● **Dataset records**
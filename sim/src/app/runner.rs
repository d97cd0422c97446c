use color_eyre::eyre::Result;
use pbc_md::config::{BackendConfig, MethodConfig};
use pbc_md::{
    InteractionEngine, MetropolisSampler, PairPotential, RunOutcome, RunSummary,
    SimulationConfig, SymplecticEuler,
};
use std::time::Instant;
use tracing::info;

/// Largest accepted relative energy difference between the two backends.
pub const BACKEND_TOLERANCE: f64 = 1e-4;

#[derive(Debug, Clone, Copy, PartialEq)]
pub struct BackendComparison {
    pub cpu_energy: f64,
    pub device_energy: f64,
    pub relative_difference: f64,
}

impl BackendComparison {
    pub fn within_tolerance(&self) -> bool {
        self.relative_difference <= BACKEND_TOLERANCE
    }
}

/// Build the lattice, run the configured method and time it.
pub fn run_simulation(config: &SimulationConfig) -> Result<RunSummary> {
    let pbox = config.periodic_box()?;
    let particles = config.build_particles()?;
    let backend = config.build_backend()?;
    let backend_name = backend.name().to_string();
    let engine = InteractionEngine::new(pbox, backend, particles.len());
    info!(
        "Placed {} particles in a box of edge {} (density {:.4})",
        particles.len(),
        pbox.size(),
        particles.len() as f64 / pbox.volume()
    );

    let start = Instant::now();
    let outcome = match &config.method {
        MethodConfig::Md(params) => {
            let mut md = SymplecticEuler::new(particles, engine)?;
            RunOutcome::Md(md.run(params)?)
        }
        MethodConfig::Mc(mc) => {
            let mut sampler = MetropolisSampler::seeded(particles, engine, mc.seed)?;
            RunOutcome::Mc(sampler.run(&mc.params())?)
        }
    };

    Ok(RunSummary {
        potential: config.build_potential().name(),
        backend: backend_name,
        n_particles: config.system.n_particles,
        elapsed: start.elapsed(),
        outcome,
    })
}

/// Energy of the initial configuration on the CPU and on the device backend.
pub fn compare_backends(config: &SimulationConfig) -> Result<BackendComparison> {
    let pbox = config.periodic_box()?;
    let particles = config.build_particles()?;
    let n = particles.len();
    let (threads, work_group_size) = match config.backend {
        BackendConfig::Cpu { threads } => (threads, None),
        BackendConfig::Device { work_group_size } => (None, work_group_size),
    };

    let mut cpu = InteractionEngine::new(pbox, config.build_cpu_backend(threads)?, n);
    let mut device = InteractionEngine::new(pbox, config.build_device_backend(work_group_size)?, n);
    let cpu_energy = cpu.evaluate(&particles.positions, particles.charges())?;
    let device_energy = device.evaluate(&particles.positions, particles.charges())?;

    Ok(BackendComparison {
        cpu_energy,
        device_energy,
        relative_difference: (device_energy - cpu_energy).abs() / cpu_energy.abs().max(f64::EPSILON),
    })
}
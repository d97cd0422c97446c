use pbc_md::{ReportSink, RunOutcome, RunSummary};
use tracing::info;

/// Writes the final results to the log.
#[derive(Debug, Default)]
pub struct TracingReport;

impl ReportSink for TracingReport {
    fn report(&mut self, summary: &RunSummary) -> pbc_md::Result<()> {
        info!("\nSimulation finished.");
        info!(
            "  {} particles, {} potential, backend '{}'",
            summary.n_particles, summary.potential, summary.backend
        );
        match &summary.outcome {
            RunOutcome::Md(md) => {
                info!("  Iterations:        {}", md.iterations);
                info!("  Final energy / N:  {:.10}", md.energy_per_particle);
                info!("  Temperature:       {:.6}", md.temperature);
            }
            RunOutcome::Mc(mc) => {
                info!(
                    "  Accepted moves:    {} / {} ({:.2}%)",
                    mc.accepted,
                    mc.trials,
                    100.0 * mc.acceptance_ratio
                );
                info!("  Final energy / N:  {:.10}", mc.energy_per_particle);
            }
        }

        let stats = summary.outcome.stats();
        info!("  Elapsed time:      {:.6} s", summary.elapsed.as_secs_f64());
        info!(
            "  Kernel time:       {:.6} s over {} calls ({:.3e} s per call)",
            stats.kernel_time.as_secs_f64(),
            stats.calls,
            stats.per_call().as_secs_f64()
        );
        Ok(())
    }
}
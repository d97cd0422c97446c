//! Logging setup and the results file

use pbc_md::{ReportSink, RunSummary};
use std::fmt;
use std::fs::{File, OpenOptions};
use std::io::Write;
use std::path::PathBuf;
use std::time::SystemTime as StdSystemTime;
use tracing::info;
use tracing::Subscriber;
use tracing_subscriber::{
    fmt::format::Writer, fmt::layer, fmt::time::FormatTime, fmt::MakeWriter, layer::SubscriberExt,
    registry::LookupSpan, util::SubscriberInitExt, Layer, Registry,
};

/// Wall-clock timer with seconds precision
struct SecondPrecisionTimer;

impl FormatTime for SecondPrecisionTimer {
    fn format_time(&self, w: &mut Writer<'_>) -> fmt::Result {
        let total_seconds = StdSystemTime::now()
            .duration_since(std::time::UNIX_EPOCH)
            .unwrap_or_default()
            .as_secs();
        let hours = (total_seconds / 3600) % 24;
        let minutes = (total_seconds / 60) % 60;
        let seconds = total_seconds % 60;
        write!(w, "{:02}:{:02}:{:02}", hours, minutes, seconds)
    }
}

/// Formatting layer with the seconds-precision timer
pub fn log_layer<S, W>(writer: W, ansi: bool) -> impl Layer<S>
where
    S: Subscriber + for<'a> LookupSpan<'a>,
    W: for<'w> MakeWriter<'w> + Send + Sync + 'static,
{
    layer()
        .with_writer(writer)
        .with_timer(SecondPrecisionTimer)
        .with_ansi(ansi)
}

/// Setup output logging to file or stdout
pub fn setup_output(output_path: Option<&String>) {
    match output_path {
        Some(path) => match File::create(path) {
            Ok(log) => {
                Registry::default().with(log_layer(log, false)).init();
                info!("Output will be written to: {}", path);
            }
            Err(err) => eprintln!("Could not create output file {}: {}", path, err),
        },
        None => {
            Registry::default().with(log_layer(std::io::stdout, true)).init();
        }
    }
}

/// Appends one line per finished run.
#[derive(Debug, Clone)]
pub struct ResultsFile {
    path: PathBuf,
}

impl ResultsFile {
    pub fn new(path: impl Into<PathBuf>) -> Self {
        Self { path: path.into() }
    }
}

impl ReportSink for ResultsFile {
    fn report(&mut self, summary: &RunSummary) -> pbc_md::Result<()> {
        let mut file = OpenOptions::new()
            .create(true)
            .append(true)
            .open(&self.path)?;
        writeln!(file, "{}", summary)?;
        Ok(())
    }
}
==
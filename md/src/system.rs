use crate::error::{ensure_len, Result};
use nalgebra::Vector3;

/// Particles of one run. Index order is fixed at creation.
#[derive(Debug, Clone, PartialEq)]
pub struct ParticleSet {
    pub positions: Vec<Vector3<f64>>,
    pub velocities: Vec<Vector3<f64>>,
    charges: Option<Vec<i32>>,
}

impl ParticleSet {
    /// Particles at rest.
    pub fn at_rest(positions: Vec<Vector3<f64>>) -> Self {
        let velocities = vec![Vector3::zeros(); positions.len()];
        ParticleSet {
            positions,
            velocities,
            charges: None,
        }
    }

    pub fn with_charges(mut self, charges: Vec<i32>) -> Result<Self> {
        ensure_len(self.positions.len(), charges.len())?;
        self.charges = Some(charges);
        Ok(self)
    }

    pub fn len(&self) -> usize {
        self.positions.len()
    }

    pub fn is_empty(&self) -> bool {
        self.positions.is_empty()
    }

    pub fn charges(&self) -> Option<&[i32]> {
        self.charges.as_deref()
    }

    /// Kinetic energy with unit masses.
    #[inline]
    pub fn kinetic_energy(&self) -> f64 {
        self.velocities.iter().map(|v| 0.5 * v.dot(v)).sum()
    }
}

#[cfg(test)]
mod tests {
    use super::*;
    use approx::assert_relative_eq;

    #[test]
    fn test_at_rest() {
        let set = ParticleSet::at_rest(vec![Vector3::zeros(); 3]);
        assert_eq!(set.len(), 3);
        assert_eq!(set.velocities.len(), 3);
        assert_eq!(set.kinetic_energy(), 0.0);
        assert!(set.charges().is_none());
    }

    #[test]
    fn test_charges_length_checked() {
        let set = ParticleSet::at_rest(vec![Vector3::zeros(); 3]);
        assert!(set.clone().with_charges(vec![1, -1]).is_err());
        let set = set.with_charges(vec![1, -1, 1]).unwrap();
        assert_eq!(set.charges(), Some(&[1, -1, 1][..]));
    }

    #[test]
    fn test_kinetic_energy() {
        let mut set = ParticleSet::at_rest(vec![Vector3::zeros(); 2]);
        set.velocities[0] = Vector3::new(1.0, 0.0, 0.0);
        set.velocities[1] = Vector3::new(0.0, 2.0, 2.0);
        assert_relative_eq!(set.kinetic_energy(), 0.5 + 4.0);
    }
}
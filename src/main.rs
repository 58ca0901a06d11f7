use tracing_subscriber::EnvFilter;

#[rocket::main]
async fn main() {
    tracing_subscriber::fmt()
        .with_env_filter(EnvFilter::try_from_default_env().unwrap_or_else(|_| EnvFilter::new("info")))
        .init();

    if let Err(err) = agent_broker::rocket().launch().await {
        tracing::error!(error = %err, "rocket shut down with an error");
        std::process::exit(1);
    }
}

● **Instructions to follow**
Go to the line in the material above that contains "RunOutcome::Md(md.run(params)?)" and copy exactly from there through the line that contains "let mut device", stopping after it.

● **Response box**
            RunOutcome::Md(md.run(params)?)
        }
        MethodConfig::Mc(mc) => {
            let mut sampler = MetropolisSampler::seeded(particles, engine, mc.seed)?;
            RunOutcome::Mc(sampler.run(&mc.params())?)
        }
    };

    Ok(RunSummary {
        potential: config.build_potential().name(),
        backend: backend_name,
        n_particles: config.system.n_particles,
        elapsed: start.elapsed(),
        outcome,
    })
}

/// Energy of the initial configuration on the CPU and on the device backend.
pub fn compare_backends(config: &SimulationConfig) -> Result<BackendComparison> {
    let pbox = config.periodic_box()?;
    let particles = config.build_particles()?;
    let n = particles.len();
    let (threads, work_group_size) = match config.backend {
        BackendConfig::Cpu { threads } => (threads, None),
        BackendConfig::Device { work_group_size } => (None, work_group_size),
    };

    let mut cpu = InteractionEngine::new(pbox, config.build_cpu_backend(threads)?, n);
    let mut device = InteractionEngine::new(pbox, config.build_device_backend(work_group_size)?, n);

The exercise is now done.